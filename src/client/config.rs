//! Client configuration

use std::time::Duration;

/// Configuration for a gateway client
#[derive(Debug, Clone)]
pub struct ClientConfig {
    /// URL of the target: gateway load balancer, agents root or invocation endpoint
    pub agent_url: String,

    /// Time allowed for a request to produce a response
    ///
    /// For streamed responses this bounds the wait for the response head;
    /// the transport bounds each read of the body.
    pub timeout: Duration,
}

impl ClientConfig {
    /// Create a new client configuration
    pub fn new(agent_url: impl Into<String>) -> Self {
        Self {
            agent_url: agent_url.into(),
            timeout: Duration::from_secs(30),
        }
    }

    /// Set the timeout
    pub fn with_timeout(mut self, timeout: Duration) -> Self {
        self.timeout = timeout;
        self
    }
}

impl Default for ClientConfig {
    fn default() -> Self {
        Self::new("")
    }
}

#### [Directions]
Repeat the entries above exactly, beginning at their first line and ending with the line that contains "the response head;", with nothing added.

#### [Solved exercise]
filename src/client/config.rs
//! Client configuration

use std::time::Duration;

/// Configuration for a gateway client
#[derive(Debug, Clone)]
pub struct ClientConfig {
    /// URL of the target: gateway load balancer, agents root or invocation endpoint
    pub agent_url: String,

    /// Time allowed for a request to produce a response
    ///
    /// For streamed responses this bounds the wait for the response head;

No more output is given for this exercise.